Logo no início do dia, os investidores foram recepcionados com a notícia de que as vendas de moradias usadas nos EUA caíram em janeiro mais do que o esperado por economistas, reforçando a leitura de que a recessão no país está se alongando e se aprofundando.

Em outra frente, os investidores continuaram repercutindo rumores de que o governo norte-americano está cada vez mais próximo de estatizar grandes bancos combalidos pela crise.
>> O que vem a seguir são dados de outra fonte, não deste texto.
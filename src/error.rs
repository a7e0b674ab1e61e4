//! Error types for the note splitter

use std::fmt;

/// Custom error type for take segmentation and sample export
#[derive(Debug, Clone)]
pub enum SplitError {
    /// E001: Invalid audio format (e.g., compressed WAV, >32-bit samples)
    InvalidAudioFormat(String),
    /// E002: Unsupported sample rate
    UnsupportedSampleRate(u32),
    /// E003: Configuration validation failed
    ConfigValidationFailed(String),
    /// E004: Audio file I/O error
    AudioFileError(String),
    /// E005: Read or seek outside the sample stream
    StreamReadError { frame: usize, total: usize },
    /// E006: No quiet, flat point between the search floor and the trigger
    OnsetNotFound {
        trigger: usize,
        floor: usize,
        threshold_db: f32,
    },
    /// E007: Sample, log or report export error
    ExportError(String),
    /// E008: Input validation error
    InputValidationError(String),
    /// E009: Processing pipeline error
    ProcessingPipelineError(String),
    /// E010: No positive-slope zero crossing between the search floor and the trigger
    ZeroCrossingNotFound { trigger: usize, floor: usize },
}

impl SplitError {
    /// Whether this error aborts the current take only (a batch may continue).
    pub fn is_structural(&self) -> bool {
        matches!(
            self,
            SplitError::OnsetNotFound { .. }
                | SplitError::ZeroCrossingNotFound { .. }
                | SplitError::StreamReadError { .. }
        )
    }
}

impl fmt::Display for SplitError {
    fn fmt(&self, f: &mut fmt::Formatter<'_>) -> fmt::Result {
        match self {
            SplitError::InvalidAudioFormat(msg) => {
                write!(f, "E001: Invalid audio format - {}", msg)
            }
            SplitError::UnsupportedSampleRate(sr) => {
                write!(f, "E002: Unsupported sample rate {} Hz", sr)
            }
            SplitError::ConfigValidationFailed(msg) => {
                write!(f, "E003: Configuration validation failed - {}", msg)
            }
            SplitError::AudioFileError(msg) => {
                write!(f, "E004: Audio file I/O error - {}", msg)
            }
            SplitError::StreamReadError { frame, total } => {
                write!(
                    f,
                    "E005: Stream read error at frame {} (stream has {} frames)",
                    frame, total
                )
            }
            SplitError::OnsetNotFound {
                trigger,
                floor,
                threshold_db,
            } => {
                write!(
                    f,
                    "E006: Can't find start of note - no quiet point below {:.1} dB in frames {}..{}",
                    threshold_db, floor, trigger
                )
            }
            SplitError::ExportError(msg) => {
                write!(f, "E007: Export error - {}", msg)
            }
            SplitError::InputValidationError(msg) => {
                write!(f, "E008: Input validation error - {}", msg)
            }
            SplitError::ProcessingPipelineError(msg) => {
                write!(f, "E009: Processing pipeline error - {}", msg)
            }
            SplitError::ZeroCrossingNotFound { trigger, floor } => {
                write!(
                    f,
                    "E010: No zero crossing with positive slope in frames {}..{}",
                    floor, trigger
                )
            }
        }
    }
}

impl std::error::Error for SplitError {}

// From implementations for common error types
impl From<std::io::Error> for SplitError {
    fn from(err: std::io::Error) -> Self {
        SplitError::AudioFileError(format!("File I/O error: {}", err))
    }
}

impl From<hound::Error> for SplitError {
    fn from(err: hound::Error) -> Self {
        match err {
            hound::Error::IoError(e) => SplitError::AudioFileError(e.to_string()),
            hound::Error::Unsupported => {
                SplitError::InvalidAudioFormat("Compressed or unsupported WAV encoding".to_string())
            }
            other => SplitError::InvalidAudioFormat(other.to_string()),
        }
    }
}

impl From<serde_json::Error> for SplitError {
    fn from(err: serde_json::Error) -> Self {
        SplitError::ExportError(format!("JSON serialization error: {}", err))
    }
}

impl From<anyhow::Error> for SplitError {
    fn from(err: anyhow::Error) -> Self {
        SplitError::ProcessingPipelineError(format!("Generic error: {}", err))
    }
}

/// Result type alias for note splitter operations
pub type Result<T> = std::result::Result<T, SplitError>;
//! Stage 4: End-of-note location

use crate::audio::SampleSource;
use crate::config::{seconds_to_samples, DetectionConfig};
use crate::error::Result as SplitResult;
use crate::level::RmsBuffer;

/// Where a note stops sounding and where its sample file should stop
#[derive(Debug, Clone, Copy, PartialEq)]
pub struct NoteEnd {
    /// Acoustic end: first RMS check below the noise threshold
    pub end: usize,
    /// Write boundary. `end + dwell` normally; pinned earlier than `end`
    /// when the note outlasts the maximum duration.
    pub limit: usize,
    /// Loudest sample over the whole scan, in dBFS
    pub peak_db: f32,
    /// The stream ran out before the note decayed
    pub truncated: bool,
    /// `limit` was pinned by the maximum duration
    pub limit_pinned: bool,
}

/// Scan forward from `start` with a sliding RMS window until the level
/// drops below `noise_threshold_db`.
///
/// The RMS is checked every `sample_rate / calcs_per_sec` samples and the
/// threshold is never taken below `end_threshold_floor_db`. If the note runs
/// past `max_duration_s`, the write boundary is pinned at the most recent
/// zero crossing in the window while the scan carries on to the acoustic
/// end. Running out of stream is not an error; the note is just truncated.
pub fn find_end<S: SampleSource + ?Sized>(
    source: &mut S,
    start: usize,
    noise_threshold_db: f32,
    dwell_s: f32,
    max_duration_s: f32,
    config: &DetectionConfig,
) -> SplitResult<NoteEnd> {
    let sr = source.sample_rate();
    let total = source.total_frame_count();
    let interval = config.calc_interval(sr);
    let threshold_db = noise_threshold_db.max(config.end_threshold_floor_db);
    let dwell = seconds_to_samples(dwell_s, sr);
    let max_len = seconds_to_samples(max_duration_s, sr);

    let mut buf = RmsBuffer::new(config.rms_window(sr));
    let mut limit: Option<usize> = None;
    let mut n = 0usize;

    source.seek(start.min(total))?;
    loop {
        let sample = match source.read_reference()? {
            Some(sample) => sample,
            None => {
                let last = if n == 0 { start.min(total) } else { start + n - 1 };
                log::warn!(
                    "sample file ends before silence (note from {} truncated at {})",
                    start,
                    last
                );
                return Ok(NoteEnd {
                    end: last,
                    limit: limit.unwrap_or(last),
                    peak_db: buf.peak_db(),
                    truncated: true,
                    limit_pinned: limit.is_some(),
                });
            }
        };
        buf.add_sample(sample);

        if (n + 1) % interval == 0 {
            let rms_db = buf.rms_db();
            if rms_db < threshold_db {
                let end = start + n;
                let pinned = limit.is_some();
                let limit = limit.unwrap_or_else(|| (end + dwell).min(total.saturating_sub(1)));
                log::debug!(
                    "end at {} (rms {:.1} dB < {:.1} dB), limit {}",
                    end,
                    rms_db,
                    threshold_db,
                    limit
                );
                return Ok(NoteEnd {
                    end,
                    limit,
                    peak_db: buf.peak_db(),
                    truncated: false,
                    limit_pinned: pinned,
                });
            }
        }

        if limit.is_none() && n > max_len {
            let pinned = start + buf.last_sign_change_position().unwrap_or(n);
            log::info!(
                "note from {} exceeds {:.1} s, sample limited at {}",
                start,
                max_duration_s,
                pinned
            );
            limit = Some(pinned);
        }

        n += 1;
    }
}

#[cfg(test)]
mod tests {
    use super::*;
    use crate::audio::Take;

    fn tone(len: usize, total: usize) -> Vec<f32> {
        let mut samples: Vec<f32> = (0..len).map(|i| 0.5 * (i as f32 * 0.05).sin()).collect();
        samples.resize(total, 0.0);
        samples
    }

    #[test]
    fn test_end_after_decay_with_dwell() {
        let sr = 8000;
        let config = DetectionConfig::default();
        let mut take = Take::from_samples(tone(8000, 24000), sr);
        let end = find_end(&mut take, 0, -58.0, 0.1, 10.0, &config).unwrap();

        // checks every 1600 samples, window 320
        assert_eq!(end.end, 9599);
        assert_eq!(end.limit, 9599 + 800);
        assert!(!end.truncated && !end.limit_pinned);
        assert!((end.peak_db - crate::level::v2db(0.5)).abs() < 0.1);
    }

    #[test]
    fn test_threshold_clamped_to_floor() {
        let sr = 8000;
        let config = DetectionConfig::default();
        // constant -70 dB hum never gets below a -90 dB threshold, but does below -60
        let mut take = Take::from_samples(vec![0.000316f32; 8000], sr);
        let end = find_end(&mut take, 0, -90.0, 0.0, 10.0, &config).unwrap();
        assert_eq!(end.end, 1599);
        assert!(!end.truncated);
    }

    #[test]
    fn test_truncated_by_end_of_stream() {
        let sr = 8000;
        let config = DetectionConfig::default();
        let mut take = Take::from_samples(tone(5000, 5000), sr);
        let end = find_end(&mut take, 100, -58.0, 0.1, 10.0, &config).unwrap();
        assert!(end.truncated);
        assert_eq!(end.end, 4999);
        assert_eq!(end.limit, 4999);
    }

    #[test]
    fn test_limit_pinned_when_too_long() {
        let sr = 8000;
        let config = DetectionConfig::default();
        let mut take = Take::from_samples(tone(24000, 32000), sr);
        let end = find_end(&mut take, 0, -58.0, 0.1, 1.0, &config).unwrap();
        assert!(end.limit_pinned);
        assert!(end.limit < end.end);
        // pinned within one window of the maximum duration
        assert!(end.limit <= 8001 && end.limit + 320 >= 8000);
        assert!(end.end >= 24000);
    }
}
Esse temor foi parcialmente contido após o presidente do Federal Reserve, Ben Bernanke, afirmar que o governo considera a possibilidade de ter uma participação minoritária em grandes bancos, mas descartou a estatização.

No final, os principais índices de Wall Street fecharam com perda de pouco mais de 1 por cento, depois de terem beirado os 3 por cento de queda.

Na bolsa paulista, Embraer ampliou a pressão sobre o Ibovespa, despencando 11 por cento, a 6,98 reais, emendando a terceira sessão seguida de forte queda, depois de a fabricante de aeronaves ter anunciado corte de 20 por cento dos funcionários e redução nas previsões de entregas para 2009.

Mas o setor que mais pesou no índice foi o de mineração e siderurgia, sob liderança de Vale, que caiu 4,6 por cento, a 26,51 reais. Companhia Siderúrgica Nacional foi a pior do segmento, com declínio de 4,9 por cento, a 32,01 reais.

Além disso, os investidores parecem não ter gostado dos resultados do quarto trimestre apresentados pela manhã pelo Itaú Unibanco, cujas ações recuaram 1,1 por cento. O presidente-executivo do grupo, Roberto Setubal, ainda avisou que pode reduzir as previsões de crescimento da carteira de crédito do banco para 2009.

Seus concorrentes, ao contrário, tiveram um dia positivo. Bradesco subiu 2,4 por cento, a 21 reais. Banco do Brasil cresceu 1,9 por cento, a 13,90 reais.

Do mesmo lado, Petrobras avançou de 1,82 por cento, a 26,25 reais, na cola da alta de mais de 6 por cento na cotação do barril do petróleo.